Default Thumbnail

Reward for tax evasion informers gets House nod

August 24, 2021 Jester P. Manalastas 472 views

THE House of Representatives approved on third and final reading a measure that will grant rewards for informants against tax cheaters.

House Bill 9306 got unanimous votes from House solons as they expressed beliefs that stronger tax enforcement is the key to economic recovery.

The measure seeks to increase to P10 million the P1 million cap as rewards to informants of tax frauds, violations of revenue and customs laws and smuggling.

Authored by Magdalo Party-list Rep. Manuel Cabochan, HB 9306 provides a comprehensive and rationalized grant of rewards to informers for the discovery of violations of internal revenue and customs laws.

“The measure will also help us improve tax collection efficiency, which will be crucial to economic recovery as we strengthen existing revenue streams. Passing new tax laws will be very hard in a recovering economy. The next best thing is to plug loopholes and catch tax cheats,” Cabochan said.

Other authors of the bill said : “During periods of economic recovery, tax-to-GDP tends to recover with the economy itself. Add momentum to tax collection, and we will be able to fund resiliency-building measures.”

Cabochan blamed the amendment of 1959 vintage Republic Act 2338 as among the factors that discouraged tax informers and whistleblowers from cooperating with the Bureau of Internal Revenue and Bureau of Customs.

RA 2883 has been amended by Republic Act 8424 or the National Internal Revenue Code and RA 108634 or the Customs Modernization and Tariff Act by reducing to ten percent the 25 percent share of informants from the amount reward they could are entitled to receive.

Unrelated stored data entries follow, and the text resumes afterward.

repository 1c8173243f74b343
use axum::Json;
use chrono::Utc;

/// GET /health
/// Response: 200 OK with JSON
pub async fn health_check() -> Json<serde_json::Value> {
    Json(serde_json::json!({
      "status": "healthy",
      "timestamp": Utc::now().timestamp()
    }))
}
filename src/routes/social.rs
use crate::{
    AppState,
    dto::{PostView, ProfileResponse, UserResponse},
    errors::ApiError,
    session,
    store::retry_once,
};
use axum::{
    Json,
    extract::{Path, State},
    http::HeaderMap,
};
use tracing::info;
use uuid::Uuid;

fn profile_view(state: &AppState, user_id: Uuid) -> Result<ProfileResponse, ApiError> {
    let user = state.store.user(user_id).ok_or(ApiError::NotFound("User"))?;
    let followers = state.store.followers(user_id)?;
    let following = state.store.following(user_id)?;
    let posts = state
        .store
        .posts_by_author(user_id)
        .iter()
        .map(|post| PostView::resolve(post, &state.store))
        .collect();

    Ok(ProfileResponse {
        user: user.into(),
        followers: followers.into_iter().map(UserResponse::from).collect(),
        following: following.into_iter().map(UserResponse::from).collect(),
        posts,
    })
}

/// GET /profile — the logged-in user's own profile.
pub async fn profile(
    State(state): State<AppState>,
    headers: HeaderMap,
) -> Result<Json<ProfileResponse>, ApiError> {
    let user = session::require_user(&headers, &state)?;
    Ok(Json(profile_view(&state, user.id)?))
}

/// GET /profile/{id} — anyone's profile, no session needed.
pub async fn profile_by_id(
    State(state): State<AppState>,
    Path(user_id): Path<Uuid>,
) -> Result<Json<ProfileResponse>, ApiError> {
    Ok(Json(profile_view(&state, user_id)?))
}

/// GET /list-of-users
pub async fn list_users(State(state): State<AppState>) -> Json<Vec<UserResponse>> {
    Json(
        state
            .store
            .list_users()
            .into_iter()
            .map(UserResponse::from)
            .collect(),
    )
}

/// POST /follow/{id}
pub async fn follow_user(
    State(state): State<AppState>,
    headers: HeaderMap,
    Path(target_id): Path<Uuid>,
) -> Result<Json<serde_json::Value>, ApiError> {
    let user = session::require_user(&headers, &state)?;

    retry_once(|| state.store.follow(user.id, target_id))?;

    info!("User {} now follows {}", user.id, target_id);

    Ok(Json(serde_json::json!({
      "message": "Followed successfully"
    })))
}
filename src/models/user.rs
use std::collections::HashSet;

use serde::{Deserialize, Serialize};
use uuid::Uuid;

#[derive(Debug, Clone, Serialize, Deserialize)]
pub struct User {
    pub id: Uuid,
    pub username: String,
    #[serde(skip_serializing)]
    pub password_hash: String,
    /// Reference to the stored picture (`/uploads/<file>`), not the binary.
    pub profile_pic: Option<String>,
    pub followers: HashSet<Uuid>,
    pub following: HashSet<Uuid>,
    pub created_at: i64,
    /// Monotone insertion counter, used for stable user listings.
    pub seq: u64,
}
pub mod auth;
pub mod feed;
pub mod health;
pub mod social;
pub mod uploads;
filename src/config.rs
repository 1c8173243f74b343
use std::path::PathBuf;

/// Runtime configuration, read once from the environment at startup.
#[derive(Debug, Clone)]
pub struct Config {
    /// Connection string for the persistence backend. Only the `memory://`
    /// scheme is implemented; the process refuses to start without one.
    pub store_url: String,
    pub bind_addr: String,
    /// Directory where uploaded profile pictures are written.
    pub upload_dir: PathBuf,
}

impl Config {
    pub fn from_env() -> Self {
        let store_url = std::env::var("STORE_URL").expect("STORE_URL must be set!");
        let host = std::env::var("HOST").unwrap_or_else(|_| "0.0.0.0".to_string());
        let port = std::env::var("PORT").unwrap_or_else(|_| "3000".to_string());
        let upload_dir = std::env::var("UPLOAD_DIR")
            .unwrap_or_else(|_| "uploads".to_string())
            .into();

        Self {
            store_url,
            bind_addr: format!("{host}:{port}"),
            upload_dir,
        }
    }
}
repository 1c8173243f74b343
use serde::Deserialize;
use validator::Validate;

#[derive(Debug, Validate, Deserialize)]
pub struct SignupRequest {
    #[validate(length(min = 1, max = 32, message = "Username is required"))]
    pub username: String,
    #[validate(length(min = 1, max = 100, message = "Password is required"))]
    pub password: String,
}

#[derive(Debug, Deserialize)]
pub struct LoginRequest {
    pub username: String,
    pub password: String,
}

/// Form body of `POST /send-post`; the text field is named `post`.
#[derive(Debug, Validate, Deserialize)]
pub struct SendPostRequest {
    #[validate(length(min = 1, max = 5000, message = "Post text is required"))]
    pub post: String,
}

#[derive(Debug, Validate, Deserialize)]
pub struct AddCommentRequest {
    #[validate(length(min = 1, message = "Comment text is required"))]
    pub text: String,
}
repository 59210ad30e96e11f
//! Port contracts for task management.
//!
//! Ports define infrastructure-agnostic interfaces used by task services.

pub mod repository;

pub use repository::{
    Page, TaskListFilter, TaskRepository, TaskRepositoryError, TaskRepositoryResult,
};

Under HB 9306, informers will be entitled to ten percent of revenues, surcharges or fees recovered and fine or penalty collected or P10 million in reward, whichever is lower.

“Whistleblowers instrumental in the discovery and seizure of smuggled goods are entitled to 20 percent of the actual proceeds from the sale of the smuggled and confiscated goods or P10 million, whichever is lower.

The proposed measure also grants the person falsely accused of violating tax laws the right to file criminal or civil action against the informant of the wrong information.